Questions: Why did my status as a VIP mean I had to wait for my room? Why did it take so long to sort me out? Why was the first room such an amazing loser? Did Joey think that anybody wanted to inhabit that makeshift place? Did he believe that VIPs like Murphy beds? Why couldn’t I just go to a nice, King-bed room on the Club Floor right away? Why do restaurants always try to seat you at the worst table they have available, not the best? Okay, now we’re off point. And I promised to be brief.

That was a BAD HOTEL. And it took all my self control not to bust it here. Now we’ll take a deep breath and move on.

Pleasure takes less time to describe than pain. So let’s go back to the Four Seasons in Beverly Hills for a minute.

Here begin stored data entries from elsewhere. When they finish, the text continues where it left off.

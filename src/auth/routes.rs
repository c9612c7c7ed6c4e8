// src/auth/routes.rs

use axum::{
    routing::{get, post},
    Router,
};

use super::handlers;

pub fn auth_routes() -> Router {
    Router::new()
        .route("/api/auth/register", post(handlers::register))
        .route("/api/auth/login", post(handlers::login))
        .route("/api/auth/me", get(handlers::me))
}
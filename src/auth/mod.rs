// Auth module - user accounts, JWT sessions, request extractors

pub mod extractors;
pub mod handlers;
pub mod models;
pub mod routes;

pub use extractors::AuthedUser;
pub use routes::auth_routes;
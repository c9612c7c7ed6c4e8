// src/ingest/reconcile.rs
//! Per-row reconciliation against the candidate store
//!
//! Each row resolves to one tagged decision so the duplicate/merge branches
//! stay independently testable. IO (the email lookup, the insert, the photo
//! patch) happens in the pipeline; this module only decides.

use super::fields::CandidateDraft;

/// Minimal view of an already-stored candidate, as the decision needs it
#[derive(Debug, Clone)]
pub struct ExistingCandidate {
    pub id: String,
    pub has_photo: bool,
}

/// Terminal outcome for one data row
#[derive(Debug, Clone, PartialEq, Eq)]
pub enum RowDecision {
    /// Stage the draft as a new record
    Insert,
    /// Patch only the photo onto an existing photoless record
    PatchPhoto { candidate_id: String },
    /// Entirely blank row; skipped silently
    SkipBlank,
    /// Recognized boilerplate (footer/branding); skipped silently
    SkipNoise,
    /// Required fields missing; skipped with a recorded error
    SkipMissingFields { found: Vec<&'static str> },
    /// Email already stored and this row contributes nothing new
    SkipDuplicate { email: String },
}

/// Boilerplate detector: rows with neither a name nor an email are treated
/// as footer/branding noise and skipped without an error.
///
/// This is a known heuristic limitation: a legitimate phone-only row with no
/// name is indistinguishable from branding text and will be dropped silently.
pub fn is_noise_row(draft: &CandidateDraft) -> bool {
    draft.name.is_none() && draft.email.is_none()
}

/// Decide the outcome for one row.
///
/// `existing` is the store's record for the draft's email (when the draft has
/// one); `has_image` says whether an embedded image anchors to this row.
pub fn decide(
    draft: &CandidateDraft,
    row_blank: bool,
    existing: Option<&ExistingCandidate>,
    has_image: bool,
) -> RowDecision {
    if row_blank {
        return RowDecision::SkipBlank;
    }

    if is_noise_row(draft) {
        return RowDecision::SkipNoise;
    }

    if draft.name.is_none() || (draft.email.is_none() && draft.phone.is_none()) {
        let mut found = Vec::new();
        if draft.name.is_some() {
            found.push("name");
        }
        if draft.email.is_some() {
            found.push("email");
        }
        if draft.phone.is_some() {
            found.push("phone");
        }
        return RowDecision::SkipMissingFields { found };
    }

    match existing {
        None => RowDecision::Insert,
        Some(record) if !record.has_photo && has_image => RowDecision::PatchPhoto {
            candidate_id: record.id.clone(),
        },
        Some(_) => RowDecision::SkipDuplicate {
            email: draft.email.clone().unwrap_or_default(),
        },
    }
}

/// Coerce a numeric field (experience years, age); non-numeric and absent
/// values both default to 0.
pub fn coerce_number(raw: Option<&str>) -> f64 {
    raw.and_then(|v| v.trim().parse::<f64>().ok()).unwrap_or(0.0)
}
// src/main.rs
use axum::{extract::Extension, middleware, Router};
use dotenv::dotenv;
use sqlx::sqlite::{SqliteConnectOptions, SqlitePoolOptions};
use std::collections::HashSet;
use std::env;
use std::path::PathBuf;
use std::{net::SocketAddr, str::FromStr, sync::Arc};
use tokio::{net::TcpListener, sync::RwLock};
use tower_http::{cors::CorsLayer, trace::TraceLayer};
use tracing::info;
use tracing_subscriber::EnvFilter;

// ============================================================================
// MODULE IMPORTS
// ============================================================================

mod auth;
mod candidates;
mod common;
mod ingest;
mod logging_middleware;
mod services;

// ============================================================================
// COMMON IMPORTS
// ============================================================================

use common::AppState;
use services::PhotoStore;

// ============================================================================
// MAIN APPLICATION ENTRY POINT
// ============================================================================

#[tokio::main]
async fn main() -> anyhow::Result<()> {
    dotenv().ok();

    tracing_subscriber::fmt()
        .with_env_filter(
            EnvFilter::try_from_default_env().unwrap_or_else(|_| EnvFilter::new("info")),
        )
        .with_target(false)
        .init();

    // ========================================================================
    // ENVIRONMENT CONFIGURATION
    // ========================================================================

    let database_url =
        env::var("DATABASE_URL").unwrap_or_else(|_| "sqlite://recruit_api.db".to_string());
    let photos_dir = env::var("PHOTOS_DIR").unwrap_or_else(|_| "./uploads/photos".to_string());
    let uploads_tmp_dir = env::var("UPLOADS_TMP_DIR").unwrap_or_else(|_| "./uploads/tmp".to_string());
    let jwt_secret =
        env::var("JWT_SECRET").unwrap_or_else(|_| "replace_with_strong_secret".to_string());

    // Parse admin emails from comma-separated env var
    let admin_emails: HashSet<String> = env::var("ADMIN_EMAILS")
        .unwrap_or_default()
        .split(',')
        .map(|s| s.trim().to_lowercase())
        .filter(|s| !s.is_empty())
        .collect();

    info!(admin_count = admin_emails.len(), "Loaded admin emails");

    // ========================================================================
    // DIRECTORY SETUP
    // ========================================================================

    let photo_store = Arc::new(PhotoStore::new(&photos_dir));
    photo_store.ensure_dir().await?;
    tokio::fs::create_dir_all(&uploads_tmp_dir).await?;

    // ========================================================================
    // DATABASE SETUP
    // ========================================================================

    if let Some(path_part) = database_url.strip_prefix("sqlite://") {
        let path_without_params = path_part.split('?').next().unwrap_or("");
        if !path_without_params.is_empty() && !path_without_params.starts_with(':') {
            let db_path = PathBuf::from(path_without_params);
            if let Some(parent) = db_path.parent() {
                if !parent.as_os_str().is_empty() {
                    tokio::fs::create_dir_all(parent).await?;
                }
            }
        }
    }

    let connect_options = SqliteConnectOptions::from_str(&database_url)?.create_if_missing(true);
    let pool = SqlitePoolOptions::new()
        .connect_with(connect_options)
        .await?;

    // Run database migrations
    common::migrations::run_migrations(&pool).await?;

    // ========================================================================
    // SERVICE INITIALIZATION
    // ========================================================================

    info!(photos_dir = %photo_store.base_dir().display(), "PhotoStore initialized");

    // ========================================================================
    // APPLICATION STATE
    // ========================================================================

    let app_state = AppState {
        db: pool,
        uploads_tmp_dir: PathBuf::from(uploads_tmp_dir),
        jwt_secret,
        admin_emails,
        photo_store,
    };

    let shared = Arc::new(RwLock::new(app_state));

    // ========================================================================
    // ROUTER COMPOSITION
    // ========================================================================

    let app = Router::new()
        // ====================================================================
        // AUTHENTICATION ROUTES
        // ====================================================================
        .merge(auth::auth_routes())
        // ====================================================================
        // CANDIDATE ROUTES (CRUD, Import, Interviews, Photos)
        // ====================================================================
        .merge(candidates::candidates_routes())
        // ====================================================================
        // MIDDLEWARE AND LAYERS
        // ====================================================================
        // Add request/response body logging in debug mode
        .layer(middleware::from_fn(logging_middleware::log_request_response))
        .layer(Extension(shared.clone()))
        .layer({
            // Get CORS origins from environment variable
            let cors_origins = std::env::var("CORS_ORIGINS")
                .unwrap_or_else(|_| "http://localhost:3000,http://localhost:5173".to_string());

            let origins: Vec<axum::http::HeaderValue> = cors_origins
                .split(',')
                .filter_map(|origin| origin.trim().parse().ok())
                .collect();

            CorsLayer::new()
                .allow_origin(origins)
                .allow_methods([
                    axum::http::Method::GET,
                    axum::http::Method::POST,
                    axum::http::Method::PUT,
                    axum::http::Method::DELETE,
                    axum::http::Method::PATCH,
                    axum::http::Method::OPTIONS,
                ])
                .allow_headers([
                    axum::http::header::CONTENT_TYPE,
                    axum::http::header::AUTHORIZATION,
                ])
                .allow_credentials(true)
        })
        .layer(TraceLayer::new_for_http());

    // ========================================================================
    // SERVER STARTUP
    // ========================================================================

    let port = std::env::var("PORT")
        .ok()
        .and_then(|p| p.parse::<u16>().ok())
        .unwrap_or(8080);

    let addr = SocketAddr::from(([0, 0, 0, 0], port));
    info!("Listening on {}", addr);
    let listener = TcpListener::bind(addr).await?;
    axum::serve(listener, app.into_make_service()).await?;

    Ok(())
}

I got here about two hours ago and realized that, once again, I have forgotten my phone charger. This may not seem like a tragedy to you, but it’s not good. I have already purchased at least 10 phone chargers on the road this year. Finance is questioning me about it. I have to admit it looks bogus on my expense report. Anyhow. I’m a moron. I forgot it again. So I’m in line outside the hotel a few minutes ago to get a cab to the Verizon store down the street, and I mention my stupidity to the bellman, and he says, “You know, we have a huge box of those things at the concierge. Why don’t you ask them if they have a charger that fits?”

So I go to the concierge, who is a very nice woman I have met before, and she says, “Oh yeah. Let’s see.” She goes behind the desk into a little office for a few minutes and then re-emerges with just the right cable. And she seems just as pleased as I. I go upstairs, plug in my phone, and look at the sunset over Los Angeles, where today the sun is a bright red disk fighting its way through the smoke.

What a difference a day or two makes, huh?